Na hora do almoço, tinha combinado encontrar-me com Piper, contudo aproveitei a oportunidade para finalmente localizar o meu armário. Cruzei o corredor, desviando-me dos grupos de estudantes reunidos em conversas animadas, até parar diante do número 212.
Girei o cadeado. Nada.
Tentei novamente, desta vez ajustando os números com mais precisão. Ainda nada. Mordi o lábio, franzindo a testa. O que estava a fazer de errado? Percorri o papel que me fora entregue na secretaria, conferindo a combinação correta. Inspirei fundo, rodei os números mais uma vez, puxei a maçaneta...
Nada.
Soltei um suspiro frustrado. Tentei de novo. O cadeado permaneceu imóvel. O ar saiu-me devagar dos pulmões, a frustração crescendo dentro de mim. Ótimo. Primeira manhã e já estava a perder para um pedaço de metal.
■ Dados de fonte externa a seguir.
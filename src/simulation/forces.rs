//! The pointer-driven attractive force ("gravity well").
//!
//! A single inverse-square source pulls every particle toward the pointer
//! and drives the force-to-color feedback. There is exactly one active
//! source per frame; the integrator constructs a well only when the host
//! reports a pointer position.

use crate::simulation::states::{NVec2, Particle, Rgb};

/// Inverse-square attractor at a fixed point with a range gate: the force
/// (and the color ramp) only applies within `d < strength`, so the strength
/// value doubles as the effective radius.
#[derive(Debug, Clone, Copy)]
pub struct GravityWell {
    pub pos: NVec2,
    pub strength: f64,
}

impl GravityWell {
    /// Kick the particle's velocity toward the well and recompute its color.
    ///
    /// Force magnitude is `strength / d^2`, applied along the unit vector
    /// toward the source. The `d > 0` guard skips the kick entirely when the
    /// particle sits exactly on the source, so no division by zero can
    /// occur. Outside the range gate the particle is unaffected and its
    /// color resets to white.
    pub fn apply(&self, p: &mut Particle) {
        // r is the displacement vector from the particle to the source;
        // the particle feels a pull along +r.
        let r = self.pos - p.x;

        // Squared separation distance |r|^2.
        let d2 = r.norm_squared();
        let d = d2.sqrt();

        // Inverse-square law: f = strength / |r|^2.
        let f = self.strength / d2;

        if d > 0.0 && d < self.strength {
            // Velocity kick along the unit vector toward the source,
            // scaled by the force magnitude. Additive and unbounded:
            // there is no damping and no speed clamp.
            p.v += (f / d) * r;

            // Color feedback: normalized intensity ramps the red channel
            // from 255 (barely affected) down to 0 (at the source).
            let intensity = (f / self.strength).min(1.0);
            p.color = Rgb {
                r: (255.0 - intensity * 255.0).round() as u8,
                g: 0,
                b: 0,
            };
        } else {
            // Out of range (or dead center): unaffected, back to white.
            p.color = Rgb::WHITE;
        }
    }
}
Então, ouvi uma voz atrás de mim.
Familiar.
Demasiado familiar.
— Realmente, só os novatos têm dificuldade em abrir o armário. — A pausa foi breve. — Mas, quando a novata és tu… algo incrivelmente fascinante acontece.
A minha respiração vacilou por um instante, no entanto recuperei-me rapidamente. Fechei os olhos por um segundo antes de me virar. E lá estava ela. Encostada ao armário do lado, os braços cruzados, o meio sorriso nos lábios e aquele olhar azul-turquesa a brilhar sob a luz fria do corredor. Parecia completamente à vontade, como se o mundo se moldasse ao seu ritmo, e não o contrário.
Só agora percebia algo que antes me escapara. Sempre me concentrara na forma como Chloe deslizava pelo espaço sem esforço, como se as coisas simplesmente acontecessem à sua volta sem que precisasse de tentar. Porém, naquele momento, enquanto o meu olhar se demorava nela, uma sensação estranha crescia no meu peito, algo entre irritação e um fascínio inquietante.
Foi então que reparei nos detalhes.
O uniforme da escola, que em mim parecia um lembrete constante da minha tentativa de adaptação, nela assumia uma outra forma, mais descuidada, mas de um jeito que parecia propositado. A gravata ligeiramente frouxa, as mangas da camisa dobradas até aos cotovelos. A bainha da saia um pouco mais curta do que o padrão, contudo não o suficiente para parecer descuido.
Era intencional.
Uma pequena quebra nas regras que tornava a sua presença ainda mais marcante. Ela não precisava de desafiar abertamente as normas para dar a sensação de que as moldava ao seu favor. Havia algo na forma como vestia até mesmo a obrigatoriedade do uniforme, como se este lhe pertencesse e não o contrário. Sem hesitação. Sem a necessidade de provar nada a ninguém. Como se soubesse exatamente quem era e não visse qualquer sentido em disfarçar. E agora, ali diante de mim, Chloe parecia completamente alheia ao que quer que tivesse acontecido naquela manhã. Como se o drama no estacionamento tivesse evaporado assim que saíra de cena. Como se Alex nunca tivesse estado lá, como se as palavras ditas não tivessem deixado marcas.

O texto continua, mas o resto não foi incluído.